Crise? Que crise? É o mais humano e acessível desta trilogia. Não é o mais completo (Crime) nem o mais elegante (Mesmo nos Momentos Mais Silenciosos...), mas tem algo que os outros não têm: uma honestidade calorosa, como uma conversa noturna entre amigos.

É um álbum para ouvir quando você não sabe se está se sentindo bem ou mal, quando está em pausa, quando tudo parece estar indo "normalmente", mas há ruído por dentro. O Supertramp não está em crise aqui... mas está se perguntando se deveríamos estar.


Ano: 1975-76.

A crise não era apenas um título irônico: era um estado de espírito, um reflexo do mundo e, em parte, deles mesmos.

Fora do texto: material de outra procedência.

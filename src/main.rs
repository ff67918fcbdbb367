use std::fs;
use std::path::Path;

use anyhow::{Context, Result};
use clap::Parser;
use glam::Vec3;

use arrow_markers::cli::{ArrowArgs, Cli, Command, MarkersArgs};
use arrow_markers::core::gizmo::{Gizmo, HeadlessGizmo, TransformMode};
use arrow_markers::core::input::{parse_script, InputEvent, InputScript};
use arrow_markers::mesh::arrow;
use arrow_markers::MarkerApp;

fn main() -> Result<()> {
    env_logger::init();
    let cli = Cli::parse();

    match cli.command {
        Command::Arrow(args) => run_arrow(&args),
        Command::Markers(args) => run_markers(&args),
    }
}

fn run_arrow(args: &ArrowArgs) -> Result<()> {
    let params = args.params();
    let mesh = if args.strict {
        arrow::try_build(&params).context("invalid arrow parameters")?
    } else {
        arrow::build(&params)
    };

    if args.json {
        let json = serde_json::to_string_pretty(&mesh.export()).context("serializing mesh")?;
        println!("{json}");
        return Ok(());
    }

    let bounds = mesh.bounds();
    println!("slices:        {}", params.slices);
    println!("vertices:      {}", mesh.vertex_count());
    println!("faces:         {}", mesh.face_count());
    println!("bounds:        {:?} .. {:?}", bounds.min, bounds.max);
    println!("signed volume: {:.5}", mesh.signed_volume());
    Ok(())
}

fn run_markers(args: &MarkersArgs) -> Result<()> {
    let config = args.app_config();
    let mut app = MarkerApp::new(&config, HeadlessGizmo::new());

    let script = match &args.script {
        Some(path) => load_script(path)?,
        None => demo_script(&app),
    };
    log::info!("running {} scripted frames", script.len());

    for frame in script {
        app.queue_mut().extend(frame);
        let report = app.tick();
        println!("{}", serde_json::to_string(&report).context("serializing frame report")?);
    }
    Ok(())
}

fn load_script(path: &Path) -> Result<InputScript> {
    let text = fs::read_to_string(path)
        .with_context(|| format!("reading input script {}", path.display()))?;
    parse_script(&text).with_context(|| format!("parsing input script {}", path.display()))
}

/// Click the first markers in turn, nudge the last one in both gizmo
/// modes, then leave select mode
fn demo_script<G: Gizmo>(app: &MarkerApp<G>) -> InputScript {
    let mut script = Vec::new();

    for &group in app.markers().iter().take(3) {
        let Some(center) = app.scene().group_transform(group).map(|t| t.translation) else {
            continue;
        };
        if let Some(px) = app.world_to_pixel(center) {
            script.push(vec![InputEvent::Click { x: px.x, y: px.y }]);
        }
    }

    script.push(vec![InputEvent::DragSelected {
        delta: (Vec3::X * 0.5).to_array(),
    }]);
    script.push(vec![
        InputEvent::SetTransformMode {
            mode: TransformMode::Rotate,
        },
        InputEvent::DragSelected {
            delta: [0.0, 0.3, 0.0],
        },
    ]);
    script.push(vec![InputEvent::ToggleSelectMode]);
    script
}
//! Entity, group and material tables.
//!
//! The scene owns everything; other components refer to it through ids.
//! Grouping is an explicit two-way table (entity → group, group → ordered
//! members) instead of parent/child pointers. Every transform write records
//! the affected entities so a spatial index can catch up on its next refresh.

pub mod marker;

use std::collections::BTreeSet;
use std::sync::Arc;

use glam::{EulerRot, Mat4, Quat, Vec3};
use serde::Serialize;

use crate::core::picker::SelectionUnit;
use crate::math::{Ray, AABB};
use crate::mesh::Mesh;

#[derive(Debug, Clone, Copy, PartialEq, Eq, PartialOrd, Ord, Hash, Serialize)]
pub struct EntityId(pub u32);

#[derive(Debug, Clone, Copy, PartialEq, Eq, PartialOrd, Ord, Hash, Serialize)]
pub struct GroupId(pub u32);

#[derive(Debug, Clone, Copy, PartialEq, Eq, PartialOrd, Ord, Hash)]
pub struct MaterialId(pub u32);

#[derive(Debug, Clone, Copy, PartialEq)]
pub struct Transform {
    pub translation: Vec3,
    pub rotation: Quat,
    pub scale: Vec3,
}

impl Transform {
    pub const IDENTITY: Self = Self {
        translation: Vec3::ZERO,
        rotation: Quat::IDENTITY,
        scale: Vec3::ONE,
    };

    pub fn from_translation(translation: Vec3) -> Self {
        Self {
            translation,
            ..Self::IDENTITY
        }
    }

    /// Rotation from XYZ euler angles in radians
    pub fn from_translation_euler(translation: Vec3, euler: Vec3) -> Self {
        Self {
            translation,
            rotation: Quat::from_euler(EulerRot::XYZ, euler.x, euler.y, euler.z),
            scale: Vec3::ONE,
        }
    }

    pub fn with_scale(mut self, scale: Vec3) -> Self {
        self.scale = scale;
        self
    }

    pub fn matrix(&self) -> Mat4 {
        Mat4::from_scale_rotation_translation(self.scale, self.rotation, self.translation)
    }
}

impl Default for Transform {
    fn default() -> Self {
        Self::IDENTITY
    }
}

#[derive(Debug, Clone, PartialEq)]
pub struct Material {
    pub name: String,
    pub color: [f32; 3],
}

impl Material {
    pub fn new(name: impl Into<String>, color: [f32; 3]) -> Self {
        Self {
            name: name.into(),
            color,
        }
    }

    /// Material from a 0xRRGGBB literal
    pub fn from_hex(name: impl Into<String>, hex: u32) -> Self {
        let channel = |shift: u32| ((hex >> shift) & 0xff) as f32 / 255.0;
        Self::new(name, [channel(16), channel(8), channel(0)])
    }
}

#[derive(Debug, Clone)]
struct Entity {
    mesh: Arc<Mesh>,
    transform: Transform,
    material: MaterialId,
    group: Option<GroupId>,
}

#[derive(Debug, Clone)]
struct Group {
    transform: Transform,
    members: Vec<EntityId>,
}

#[derive(Debug, Default)]
pub struct Scene {
    entities: Vec<Entity>,
    groups: Vec<Group>,
    materials: Vec<Material>,
    dirty: BTreeSet<EntityId>,
}

impl Scene {
    pub fn new() -> Self {
        Self::default()
    }

    // === Materials ===

    pub fn add_material(&mut self, material: Material) -> MaterialId {
        self.materials.push(material);
        MaterialId(self.materials.len() as u32 - 1)
    }

    pub fn material(&self, id: MaterialId) -> Option<&Material> {
        self.materials.get(id.0 as usize)
    }

    pub fn material_of(&self, entity: EntityId) -> Option<MaterialId> {
        self.entity(entity).map(|e| e.material)
    }

    /// Returns false when the entity does not exist
    pub fn set_material(&mut self, entity: EntityId, material: MaterialId) -> bool {
        match self.entities.get_mut(entity.0 as usize) {
            Some(e) => {
                e.material = material;
                true
            }
            None => false,
        }
    }

    // === Entities and groups ===

    pub fn add_group(&mut self, transform: Transform) -> GroupId {
        self.groups.push(Group {
            transform,
            members: Vec::new(),
        });
        GroupId(self.groups.len() as u32 - 1)
    }

    pub fn add_entity(&mut self, mesh: Arc<Mesh>, transform: Transform, material: MaterialId) -> EntityId {
        self.push_entity(mesh, transform, material, None)
    }

    /// Adds an entity as the last member of `group`; `None` if the group is unknown
    pub fn add_group_member(
        &mut self,
        group: GroupId,
        mesh: Arc<Mesh>,
        transform: Transform,
        material: MaterialId,
    ) -> Option<EntityId> {
        self.groups.get(group.0 as usize)?;
        let id = self.push_entity(mesh, transform, material, Some(group));
        self.groups[group.0 as usize].members.push(id);
        Some(id)
    }

    fn push_entity(
        &mut self,
        mesh: Arc<Mesh>,
        transform: Transform,
        material: MaterialId,
        group: Option<GroupId>,
    ) -> EntityId {
        self.entities.push(Entity {
            mesh,
            transform,
            material,
            group,
        });
        EntityId(self.entities.len() as u32 - 1)
    }

    fn entity(&self, id: EntityId) -> Option<&Entity> {
        self.entities.get(id.0 as usize)
    }

    pub fn contains_entity(&self, id: EntityId) -> bool {
        self.entity(id).is_some()
    }

    pub fn entity_count(&self) -> usize {
        self.entities.len()
    }

    pub fn entity_ids(&self) -> impl Iterator<Item = EntityId> {
        (0..self.entities.len() as u32).map(EntityId)
    }

    pub fn group_count(&self) -> usize {
        self.groups.len()
    }

    pub fn mesh(&self, id: EntityId) -> Option<&Arc<Mesh>> {
        self.entity(id).map(|e| &e.mesh)
    }

    pub fn group_of(&self, id: EntityId) -> Option<GroupId> {
        self.entity(id).and_then(|e| e.group)
    }

    /// The unit a hit on `id` selects: its group when grouped
    pub fn unit_of(&self, id: EntityId) -> SelectionUnit {
        match self.group_of(id) {
            Some(group) => SelectionUnit::Group(group),
            None => SelectionUnit::Entity(id),
        }
    }

    /// Members of a unit in insertion order; empty when the unit is unknown
    pub fn members(&self, unit: SelectionUnit) -> Vec<EntityId> {
        match unit {
            SelectionUnit::Entity(id) if self.contains_entity(id) => vec![id],
            SelectionUnit::Entity(_) => Vec::new(),
            SelectionUnit::Group(group) => self
                .groups
                .get(group.0 as usize)
                .map(|g| g.members.clone())
                .unwrap_or_default(),
        }
    }

    // === Transforms ===

    pub fn entity_transform(&self, id: EntityId) -> Option<Transform> {
        self.entity(id).map(|e| e.transform)
    }

    pub fn group_transform(&self, group: GroupId) -> Option<Transform> {
        self.groups.get(group.0 as usize).map(|g| g.transform)
    }

    pub fn set_entity_transform(&mut self, id: EntityId, transform: Transform) -> bool {
        match self.entities.get_mut(id.0 as usize) {
            Some(e) => {
                e.transform = transform;
                self.dirty.insert(id);
                true
            }
            None => false,
        }
    }

    pub fn set_group_transform(&mut self, group: GroupId, transform: Transform) -> bool {
        match self.groups.get_mut(group.0 as usize) {
            Some(g) => {
                g.transform = transform;
                self.dirty.extend(g.members.iter().copied());
                true
            }
            None => false,
        }
    }

    fn update_unit_transform(&mut self, unit: SelectionUnit, f: impl FnOnce(&mut Transform)) -> bool {
        match unit {
            SelectionUnit::Entity(id) => match self.entity_transform(id) {
                Some(mut t) => {
                    f(&mut t);
                    self.set_entity_transform(id, t)
                }
                None => false,
            },
            SelectionUnit::Group(group) => match self.group_transform(group) {
                Some(mut t) => {
                    f(&mut t);
                    self.set_group_transform(group, t)
                }
                None => false,
            },
        }
    }

    pub fn translate_unit(&mut self, unit: SelectionUnit, delta: Vec3) -> bool {
        self.update_unit_transform(unit, |t| t.translation += delta)
    }

    /// Applies XYZ euler angles on top of the current rotation
    pub fn rotate_unit(&mut self, unit: SelectionUnit, euler: Vec3) -> bool {
        let delta = Quat::from_euler(EulerRot::XYZ, euler.x, euler.y, euler.z);
        self.update_unit_transform(unit, |t| t.rotation = (t.rotation * delta).normalize())
    }

    pub fn world_matrix(&self, id: EntityId) -> Option<Mat4> {
        let entity = self.entity(id)?;
        let local = entity.transform.matrix();
        Some(match entity.group {
            Some(group) => self.groups[group.0 as usize].transform.matrix() * local,
            None => local,
        })
    }

    pub fn world_bounds(&self, id: EntityId) -> Option<AABB> {
        let matrix = self.world_matrix(id)?;
        self.entity(id).map(|e| e.mesh.bounds().transformed(&matrix))
    }

    /// Exact hit distance of a world-space ray against the entity's triangles
    pub fn intersect_entity(&self, id: EntityId, ray: &Ray) -> Option<f32> {
        let matrix = self.world_matrix(id)?;
        let local_ray = ray.transformed(&matrix.inverse());
        self.entity(id)?.mesh.intersect_ray(&local_ray)
    }

    // === Change tracking ===

    pub fn has_dirty(&self) -> bool {
        !self.dirty.is_empty()
    }

    /// Entities whose world bounds changed since the last call
    pub fn take_dirty(&mut self) -> Vec<EntityId> {
        std::mem::take(&mut self.dirty).into_iter().collect()
    }
}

Após o sucesso colossal de Crime of the Century, Supertramp se viu em uma encruzilhada: como seguir em frente sem se repetir? Como você mantém essa centelha criativa sem se esgotar ao longo do caminho? A resposta foi Crise? What Crisis?, um álbum mais introspectivo, menos brilhante na superfície, mas igualmente profundo.

A excursão começou com uma mistura de excitação e exaustão. Roger Hodgson, sempre espiritual e sensível, carregava um fardo invisível: o desejo de dizer algo mais com sua música. Rick Davies, o contrapeso perfeito, manteve o navio flutuando com seu tom mais cru e natural. Juntos, eles eram uma tempestade perfeita.

Os ensaios foram intensos. O som tinha que ser polido, mas vivo. E não foi fácil: músicas como “A Soapbox Opera” ou “Sister Moonshine” exigiam mais do que apenas execução; exigia emoção.

A primeira noite foi em Liverpool, uma cidade com história, energia e ouvidos exigentes. Quando as luzes se apagaram e “Easy Does It” começou a tocar, houve um silêncio reverente. Não foi um espetáculo, foi uma confissão coletiva.

A turnê os levou por todo o Reino Unido e Europa. Em cada cidade, um pequeno ritual: passagem de som, jantares rápidos, entrevistas apressadas e então... a mágica.

Em Amsterdã, depois de uma noite particularmente intensa, Roger escreveu algumas linhas em seu caderno:

As pessoas cantam 'Dreamer' como se fosse delas. É delas. Não nos pertence mais.

Rick, por outro lado, tomava seu uísque no camarim, olhando para o nada antes de cada show, repetindo para si mesmo sem parar: "Mantenha a calma, Rick. Mantenha a calma."

Às vezes dormiam em hotéis luxuosos, outras vezes em ônibus que cheiravam a suor e tabaco. Mas no palco, tudo isso desapareceu. O público se conectou com sua mistura de melancolia e esperança, de crítica social e beleza.

Em Paris, a turnê atingiu seu auge. O Olympia tremia a cada acorde. Durante “Lady”, a voz de Roger falhou brevemente, e essa imperfeição criou um momento perfeito. A plateia ficou em silêncio. No final do show, houve um silêncio por um segundo, como se ninguém quisesse quebrar o feitiço, e então uma ovação de pé que pareceu não ter fim.

No final da turnê em 1976, havia cansaço em seus olhos, mas também uma sensação de missão cumprida. Crise? Que crise? Não foi o sucesso comercial que eles esperavam, mas foi autêntico, e isso valeu mais.

A turnê foi um reflexo de quem eles eram: cinco músicos tentando entender o mundo por meio de sua arte, compartilhando essa busca com milhares de pessoas todas as noites.

E embora a história do Supertramp continuasse com mais sucessos e tensões, a Crise? turnê Que crise? Foi o ponto em que eles deixaram de ser apenas uma banda… e se tornaram algo mais: uma voz para tempos incertos.